Collected data:

◆ ◆ ◆ ◆ ◆ ◆ ◆

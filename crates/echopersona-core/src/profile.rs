//! Persona profile and premium status slices.
//!
//! Profiles are produced elsewhere; this module only keeps the current one
//! and a bounded timeline of earlier snapshots.

use serde::{Deserialize, Serialize};

/// Default number of historical profiles kept.
pub const DEFAULT_HISTORY_LIMIT: usize = 10;

#[derive(Debug, Clone, PartialEq, Eq, Serialize, Deserialize)]
#[serde(rename_all = "camelCase")]
pub struct PersonaProfile {
    pub summary: String,
    pub traits: Vec<String>,
    pub last_updated: String,
}

#[derive(Debug, Clone, PartialEq, Eq, Serialize, Deserialize)]
pub struct HistoricalProfile {
    pub summary: String,
    pub traits: Vec<String>,
    pub timestamp: String,
}

impl From<&PersonaProfile> for HistoricalProfile {
    fn from(profile: &PersonaProfile) -> Self {
        Self {
            summary: profile.summary.clone(),
            traits: profile.traits.clone(),
            timestamp: profile.last_updated.clone(),
        }
    }
}

#[derive(Debug, Clone, PartialEq, Eq, Serialize, Deserialize)]
#[serde(rename_all = "camelCase")]
pub struct ProfileState {
    #[serde(default)]
    pub current_profile: Option<PersonaProfile>,
    /// Snapshots, newest first.
    #[serde(default)]
    pub historical_profiles: Vec<HistoricalProfile>,
    #[serde(skip, default = "default_history_limit")]
    history_limit: usize,
}

fn default_history_limit() -> usize {
    DEFAULT_HISTORY_LIMIT
}

impl Default for ProfileState {
    fn default() -> Self {
        Self {
            current_profile: None,
            historical_profiles: Vec::new(),
            history_limit: DEFAULT_HISTORY_LIMIT,
        }
    }
}

impl ProfileState {
    pub fn with_history_limit(mut self, limit: usize) -> Self {
        self.history_limit = limit.max(1);
        self.historical_profiles.truncate(self.history_limit);
        self
    }

    pub fn set_current_profile(&mut self, profile: PersonaProfile) {
        self.current_profile = Some(profile);
    }

    pub fn add_historical_profile(&mut self, snapshot: HistoricalProfile) {
        self.historical_profiles.insert(0, snapshot);
        self.historical_profiles.truncate(self.history_limit);
    }

    /// Make `profile` current and append it to the timeline.
    pub fn record_profile(&mut self, profile: PersonaProfile) {
        self.add_historical_profile(HistoricalProfile::from(&profile));
        self.set_current_profile(profile);
    }

    pub fn clear_profile(&mut self) {
        self.current_profile = None;
        self.historical_profiles.clear();
    }
}

#[derive(Debug, Clone, Copy, Default, PartialEq, Eq, Serialize, Deserialize)]
#[serde(rename_all = "camelCase")]
pub struct PremiumState {
    #[serde(default)]
    pub is_premium: bool,
}

impl PremiumState {
    pub fn set_premium_status(&mut self, is_premium: bool) {
        self.is_premium = is_premium;
    }

    pub fn clear_subscription(&mut self) {
        self.is_premium = false;
    }
}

◆ ◆ ◆ ◆ ◆ ◆ ◆

*YOUR OBJECTIVE*. Output every entry word for word.

*EXERCISE RESULT*.
filename crates/echopersona-core/src/profile.rs
//! Persona profile and premium status slices.
//!
//! Profiles are produced elsewhere; this module only keeps the current one
//! and a bounded timeline of earlier snapshots.

use serde::{Deserialize, Serialize};

/// Default number of historical profiles kept.
pub const DEFAULT_HISTORY_LIMIT: usize = 10;

#[derive(Debug, Clone, PartialEq, Eq, Serialize, Deserialize)]
#[serde(rename_all = "camelCase")]
pub struct PersonaProfile {
    pub summary: String,
    pub traits: Vec<String>,
    pub last_updated: String,
}

#[derive(Debug, Clone, PartialEq, Eq, Serialize, Deserialize)]
pub struct HistoricalProfile {
    pub summary: String,
    pub traits: Vec<String>,
    pub timestamp: String,
}

impl From<&PersonaProfile> for HistoricalProfile {
    fn from(profile: &PersonaProfile) -> Self {
        Self {
            summary: profile.summary.clone(),
            traits: profile.traits.clone(),
            timestamp: profile.last_updated.clone(),
        }
    }
}

#[derive(Debug, Clone, PartialEq, Eq, Serialize, Deserialize)]
#[serde(rename_all = "camelCase")]
pub struct ProfileState {
    #[serde(default)]
    pub current_profile: Option<PersonaProfile>,
    /// Snapshots, newest first.
    #[serde(default)]
    pub historical_profiles: Vec<HistoricalProfile>,
    #[serde(skip, default = "default_history_limit")]
    history_limit: usize,
}

fn default_history_limit() -> usize {
    DEFAULT_HISTORY_LIMIT
}

impl Default for ProfileState {
    fn default() -> Self {
        Self {
            current_profile: None,
            historical_profiles: Vec::new(),
            history_limit: DEFAULT_HISTORY_LIMIT,
        }
    }
}

impl ProfileState {
    pub fn with_history_limit(mut self, limit: usize) -> Self {
        self.history_limit = limit.max(1);
        self.historical_profiles.truncate(self.history_limit);
        self
    }

    pub fn set_current_profile(&mut self, profile: PersonaProfile) {
        self.current_profile = Some(profile);
    }

    pub fn add_historical_profile(&mut self, snapshot: HistoricalProfile) {
        self.historical_profiles.insert(0, snapshot);
        self.historical_profiles.truncate(self.history_limit);
    }

    /// Make `profile` current and append it to the timeline.
    pub fn record_profile(&mut self, profile: PersonaProfile) {
        self.add_historical_profile(HistoricalProfile::from(&profile));
        self.set_current_profile(profile);
    }

    pub fn clear_profile(&mut self) {
        self.current_profile = None;
        self.historical_profiles.clear();
    }
}

#[derive(Debug, Clone, Copy, Default, PartialEq, Eq, Serialize, Deserialize)]
#[serde(rename_all = "camelCase")]
pub struct PremiumState {
    #[serde(default)]
    pub is_premium: bool,
}

impl PremiumState {
    pub fn set_premium_status(&mut self, is_premium: bool) {
        self.is_premium = is_premium;
    }

    pub fn clear_subscription(&mut self) {
        self.is_premium = false;
    }
}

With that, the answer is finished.